AI Support Agent Resources
Plain-language guides to AI support: what an AI support agent is, how AI customer service works, chatbot versus agent, and support automation. Start here.
If you are new to AI support and want to understand the concepts before evaluating tools, this is the place to start. The space is full of overlapping terms (chatbot, AI agent, AI customer service, support automation) used loosely and often interchangeably, which makes it hard to know what you are actually comparing. These guides define the terms plainly, explain how the pieces fit together, and give you the grounding to evaluate any vendor (including this one) on your own terms. This page is the map: it points to each guide and suggests where to start based on what you are trying to understand.
What you will find here

The guides cover four foundational topics, each answering a question newcomers commonly have.
What is an AI support agent. The starting point: a plain definition of what an AI support agent is, what makes it an agent rather than a basic chatbot, and what it actually does. If you are not sure what the category even means, the what is an AI support agent guide is where to begin.
What is AI customer service. The broader category that AI support agents sit within: how AI is changing customer service generally, what it can and cannot do, and where it fits alongside human teams. The AI customer service guide covers the wider picture.

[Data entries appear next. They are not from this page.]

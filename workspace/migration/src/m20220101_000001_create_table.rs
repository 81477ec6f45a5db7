use sea_orm_migration::{prelude::*, schema::*};

#[derive(DeriveMigrationName)]
pub struct Migration;

#[async_trait::async_trait]
impl MigrationTrait for Migration {
    async fn up(&self, manager: &SchemaManager) -> Result<(), DbErr> {
        // Create users table
        manager
            .create_table(
                Table::create()
                    .table(Users::Table)
                    .if_not_exists()
                    .col(pk_auto(Users::Id))
                    .col(string(Users::Email).unique_key())
                    .col(string(Users::PasswordHash))
                    .col(string(Users::Name))
                    .col(boolean(Users::IsActive).default(true))
                    .col(boolean(Users::IsStaff).default(false))
                    .col(boolean(Users::IsSuperuser).default(false))
                    .to_owned(),
            )
            .await?;

        // Create api_tokens table
        manager
            .create_table(
                Table::create()
                    .table(ApiTokens::Table)
                    .if_not_exists()
                    .col(pk_auto(ApiTokens::Id))
                    .col(integer(ApiTokens::UserId))
                    .col(string(ApiTokens::Token).unique_key())
                    .col(date_time(ApiTokens::CreatedAt))
                    .foreign_key(
                        ForeignKey::create()
                            .name("fk_api_token_user")
                            .from(ApiTokens::Table, ApiTokens::UserId)
                            .to(Users::Table, Users::Id)
                            .on_delete(ForeignKeyAction::Cascade)
                            .on_update(ForeignKeyAction::Cascade),
                    )
                    .to_owned(),
            )
            .await?;

        // Create tags table
        manager
            .create_table(
                Table::create()
                    .table(Tags::Table)
                    .if_not_exists()
                    .col(pk_auto(Tags::Id))
                    .col(string(Tags::Name))
                    .col(integer(Tags::UserId))
                    .foreign_key(
                        ForeignKey::create()
                            .name("fk_tag_user")
                            .from(Tags::Table, Tags::UserId)
                            .to(Users::Table, Users::Id)
                            .on_delete(ForeignKeyAction::Cascade)
                            .on_update(ForeignKeyAction::Cascade),
                    )
                    .to_owned(),
            )
            .await?;

        // Create ingredients table
        manager
            .create_table(
                Table::create()
                    .table(Ingredients::Table)
                    .if_not_exists()
                    .col(pk_auto(Ingredients::Id))
                    .col(string(Ingredients::Name))
                    .col(integer(Ingredients::UserId))
                    .foreign_key(
                        ForeignKey::create()
                            .name("fk_ingredient_user")
                            .from(Ingredients::Table, Ingredients::UserId)
                            .to(Users::Table, Users::Id)
                            .on_delete(ForeignKeyAction::Cascade)
                            .on_update(ForeignKeyAction::Cascade),
                    )
                    .to_owned(),
            )
            .await?;

        // Create recipes table
        manager
            .create_table(
                Table::create()
                    .table(Recipes::Table)
                    .if_not_exists()
                    .col(pk_auto(Recipes::Id))
                    .col(string(Recipes::Title))
                    .col(integer(Recipes::UserId))
                    .col(integer(Recipes::TimeMinutes))
                    .col(decimal(Recipes::Price))
                    .col(string_null(Recipes::Link))
                    .foreign_key(
                        ForeignKey::create()
                            .name("fk_recipe_user")
                            .from(Recipes::Table, Recipes::UserId)
                            .to(Users::Table, Users::Id)
                            .on_delete(ForeignKeyAction::Cascade)
                            .on_update(ForeignKeyAction::Cascade),
                    )
                    .to_owned(),
            )
            .await?;

        // Create recipes_tags table (join table)
        manager
            .create_table(
                Table::create()
                    .table(RecipesTags::Table)
                    .if_not_exists()
                    .col(integer(RecipesTags::RecipeId))
                    .col(integer(RecipesTags::TagId))
                    .primary_key(
                        Index::create()
                            .name("pk_recipes_tags")
                            .col(RecipesTags::RecipeId)
                            .col(RecipesTags::TagId),
                    )
                    .foreign_key(
                        ForeignKey::create()
                            .name("fk_recipes_tags_recipe")
                            .from(RecipesTags::Table, RecipesTags::RecipeId)
                            .to(Recipes::Table, Recipes::Id)
                            .on_delete(ForeignKeyAction::Cascade)
                            .on_update(ForeignKeyAction::Cascade),
                    )
                    .foreign_key(
                        ForeignKey::create()
                            .name("fk_recipes_tags_tag")
                            .from(RecipesTags::Table, RecipesTags::TagId)
                            .to(Tags::Table, Tags::Id)
                            .on_delete(ForeignKeyAction::Cascade)
                            .on_update(ForeignKeyAction::Cascade),
                    )
                    .to_owned(),
            )
            .await?;

        // Create recipes_ingredients table (join table)
        manager
            .create_table(
                Table::create()
                    .table(RecipesIngredients::Table)
                    .if_not_exists()
                    .col(integer(RecipesIngredients::RecipeId))
                    .col(integer(RecipesIngredients::IngredientId))
                    .primary_key(
                        Index::create()
                            .name("pk_recipes_ingredients")
                            .col(RecipesIngredients::RecipeId)
                            .col(RecipesIngredients::IngredientId),
                    )
                    .foreign_key(
                        ForeignKey::create()
                            .name("fk_recipes_ingredients_recipe")
                            .from(RecipesIngredients::Table, RecipesIngredients::RecipeId)
                            .to(Recipes::Table, Recipes::Id)
                            .on_delete(ForeignKeyAction::Cascade)
                            .on_update(ForeignKeyAction::Cascade),
                    )
                    .foreign_key(
                        ForeignKey::create()
                            .name("fk_recipes_ingredients_ingredient")
                            .from(RecipesIngredients::Table, RecipesIngredients::IngredientId)
                            .to(Ingredients::Table, Ingredients::Id)
                            .on_delete(ForeignKeyAction::Cascade)
                            .on_update(ForeignKeyAction::Cascade),
                    )
                    .to_owned(),
            )
            .await?;

        Ok(())
    }

    async fn down(&self, manager: &SchemaManager) -> Result<(), DbErr> {
        // Drop tables in reverse order to avoid foreign key constraints
        manager
            .drop_table(Table::drop().table(RecipesIngredients::Table).to_owned())
            .await?;

        manager
            .drop_table(Table::drop().table(RecipesTags::Table).to_owned())
            .await?;

        manager
            .drop_table(Table::drop().table(Recipes::Table).to_owned())
            .await?;

        manager
            .drop_table(Table::drop().table(Ingredients::Table).to_owned())
            .await?;

        manager
            .drop_table(Table::drop().table(Tags::Table).to_owned())
            .await?;

        manager
            .drop_table(Table::drop().table(ApiTokens::Table).to_owned())
            .await?;

        manager
            .drop_table(Table::drop().table(Users::Table).to_owned())
            .await?;

        Ok(())
    }
}

#[derive(DeriveIden)]
enum Users {
    Table,
    Id,
    Email,
    PasswordHash,
    Name,
    IsActive,
    IsStaff,
    IsSuperuser,
}

#[derive(DeriveIden)]
enum ApiTokens {
    Table,
    Id,
    UserId,
    Token,
    CreatedAt,
}

#[derive(DeriveIden)]
enum Tags {
    Table,
    Id,
    Name,
    UserId,
}

#[derive(DeriveIden)]
enum Ingredients {
    Table,
    Id,
    Name,
    UserId,
}

#[derive(DeriveIden)]
enum Recipes {
    Table,
    Id,
    Title,
    UserId,
    TimeMinutes,
    Price,
    Link,
}

#[derive(DeriveIden)]
enum RecipesTags {
    Table,
    RecipeId,
    TagId,
}

#[derive(DeriveIden)]
enum RecipesIngredients {
    Table,
    RecipeId,
    IngredientId,
}
use anyhow::Result;
use tokio::net::TcpListener;
use tracing::{debug, error, info, trace};

use crate::config::initialize_app_state_with_url;
use crate::router::create_router;

pub async fn serve(database_url: &str, bind_address: &str) -> Result<()> {
    trace!("Entering serve function");
    info!("RecipeBox application starting up");
    debug!("Database URL: {}", database_url);
    debug!("Bind address: {}", bind_address);

    // Initialize application state
    trace!("Initializing application state");
    let state = match initialize_app_state_with_url(database_url).await {
        Ok(state) => {
            debug!("Application state initialized successfully");
            state
        }
        Err(e) => {
            error!("Failed to initialize application state: {}", e);
            return Err(e);
        }
    };

    // Create router
    trace!("Creating application router");
    let app = create_router(state);
    debug!("Router created successfully");

    // Start server
    info!("Starting server on {}", bind_address);
    trace!("Attempting to bind TCP listener to {}", bind_address);
    let listener = match TcpListener::bind(&bind_address).await {
        Ok(listener) => {
            debug!("Successfully bound to address: {}", bind_address);
            listener
        }
        Err(e) => {
            error!("Failed to bind to address {}: {}", bind_address, e);
            return Err(e.into());
        }
    };

    info!("RecipeBox API server running on http://{}", bind_address);
    info!("Swagger UI available at http://{}/swagger-ui", bind_address);
    debug!("Server is ready to accept connections");

    trace!("Starting axum server");
    if let Err(e) = axum::serve(listener, app).await {
        error!("Server error: {}", e);
        return Err(e.into());
    }

    info!("Server shutdown gracefully");
    Ok(())
}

Chatbot versus AI agent. The distinction that causes the most confusion, because the terms are used loosely. The difference between a scripted chatbot that follows rules and an AI agent that understands questions and takes actions is real and worth understanding. The chatbot vs AI agent guide draws the line clearly.
Support automation. The how and why of automating support: what can be automated, what should not be, and how to think about it without over-automating. The support automation guide covers the practical approach.
Where to start
Which guide to read first depends on where you are. If you are completely new to the category, start with the definition (what is an AI support agent), then read the chatbot-versus-agent distinction to understand what makes these tools different from the chatbots you have probably used before. Those two together give you the vocabulary for everything else.
If you already understand the basics and want the wider context, the AI customer service guide places AI support in the broader shift happening in customer service. If you are specifically trying to figure out what to automate and how, the support automation guide is the practical one.
You do not need to read them in order, and they cross-link where they connect, so you can follow the thread from any starting point. The goal is for you to come out able to evaluate tools on your own terms rather than taking any vendor's framing at face value.
From learning to choosing

These guides are deliberately educational, not sales pages. The point is to help you understand the space, and understanding usually leads naturally to evaluation when you are ready, not before.
When you are ready to move from concepts to comparison, two paths connect from here. If you want to understand the capability that most separates good AI support from bad (answering from your real content rather than making things up), the knowledge base chatbot silo covers how grounded support works. If you want to compare specific tools, the comparison silo lines up the options head to head.
There is no rush to any of that. Read what you need to understand the space, and the product and comparison pages are there when your questions turn from "what is this" to "which one." BestChatBot is one of the tools you will encounter when you get there, and these guides are written to help you evaluate it as critically as any other.
FAQ
- Are these guides trying to sell me something? No, they are educational. They define the concepts and explain how the pieces fit so you can evaluate any tool on your own terms. They link to product and comparison pages for when you are ready, but the guides themselves are about understanding the space.
- Where should a complete beginner start? With the "what is an AI support agent" definition, followed by the "chatbot vs AI agent" distinction. Those two give you the core vocabulary for everything else in the space.
- What is the difference between an AI support agent and AI customer service? An AI support agent is a specific tool; AI customer service is the broader category and shift it sits within. The agent is one way AI shows up in customer service. The respective guides cover each.
- Do I need to read all four guides? No. Read the ones that match your questions. They cross-link where they connect, so you can start anywhere and follow the thread. A beginner benefits from the first two; the others add context and practical detail.
- What comes after these guides? When your questions shift from understanding the space to choosing a tool, the knowledge base and comparison silos are the natural next step. There is no pressure to get there before you are ready.